◆ **Exercise directions**:
Give the data again in full, with every character unchanged.

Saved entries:
Content starts

//! Netlink/TLV encoders for each dataplane operation kind.
//!
//! Every encoder returns the raw netlink message bytes (header + payload)
//! for zero, one or two messages; it never touches the output buffer
//! directly. [`crate::obuf::OutputBuffer::enqueue`] is the only thing that
//! frames and appends them.

pub mod lsp;
pub mod mac;
pub mod nexthop;
pub mod route;

use std::net::IpAddr;

/// `rtm_family`/`ndm_family` byte for an address.
pub fn family_of(addr: &IpAddr) -> u8 {
    match addr {
        IpAddr::V4(_) => crate::consts::nl::af::INET,
        IpAddr::V6(_) => crate::consts::nl::af::INET6,
    }
}

/// The raw address bytes, 4 for v4 and 16 for v6.
pub fn addr_bytes(addr: &IpAddr) -> Vec<u8> {
    match addr {
        IpAddr::V4(v4) => v4.octets().to_vec(),
        IpAddr::V6(v6) => v6.octets().to_vec(),
    }
}

/// Split a VRF/table id into the `rtm_table`/`ndm_...`-style inline byte
/// plus an optional `RTA_TABLE` overflow attribute.
///
/// Values below 256 fit directly in the one-byte field; larger VRF ids
/// are signaled with `RT_TABLE_UNSPEC` and carried in full in the
/// attribute instead.
pub fn table_field(vrf_id: u32) -> (u8, Option<u32>) {
    if vrf_id < 256 {
        (vrf_id as u8, None)
    } else {
        (0, Some(vrf_id))
    }
}

#[cfg(test)]
mod test {
    use super::*;

    #[test]
    fn table_field_inlines_small_vrf_ids() {
        assert_eq!(table_field(5), (5, None));
    }

    #[test]
    fn table_field_overflows_large_vrf_ids() {
        assert_eq!(table_field(4000), (0, Some(4000)));
    }
}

Content ends

◆ **Exercise result**:
//! Netlink/TLV encoders for each dataplane operation kind.
//!
//! Every encoder returns the raw netlink message bytes (header + payload)
//! for zero, one or two messages; it never touches the output buffer
//! directly. [`crate::obuf::OutputBuffer::enqueue`] is the only thing that
//! frames and appends them.

pub mod lsp;
pub mod mac;
pub mod nexthop;
pub mod route;

use std::net::IpAddr;

/// `rtm_family`/`ndm_family` byte for an address.
pub fn family_of(addr: &IpAddr) -> u8 {
    match addr {
        IpAddr::V4(_) => crate::consts::nl::af::INET,
        IpAddr::V6(_) => crate::consts::nl::af::INET6,
    }
}

/// The raw address bytes, 4 for v4 and 16 for v6.
pub fn addr_bytes(addr: &IpAddr) -> Vec<u8> {
    match addr {
        IpAddr::V4(v4) => v4.octets().to_vec(),
        IpAddr::V6(v6) => v6.octets().to_vec(),
    }
}

/// Split a VRF/table id into the `rtm_table`/`ndm_...`-style inline byte
/// plus an optional `RTA_TABLE` overflow attribute.
///
/// Values below 256 fit directly in the one-byte field; larger VRF ids
/// are signaled with `RT_TABLE_UNSPEC` and carried in full in the
/// attribute instead.
pub fn table_field(vrf_id: u32) -> (u8, Option<u32>) {
    if vrf_id < 256 {
        (vrf_id as u8, None)
    } else {
        (0, Some(vrf_id))
    }
}

#[cfg(test)]
mod test {
    use super::*;

    #[test]
    fn table_field_inlines_small_vrf_ids() {
        assert_eq!(table_field(5), (5, None));
    }

    #[test]
    fn table_field_overflows_large_vrf_ids() {
        assert_eq!(table_field(4000), (0, Some(4000)));
    }
}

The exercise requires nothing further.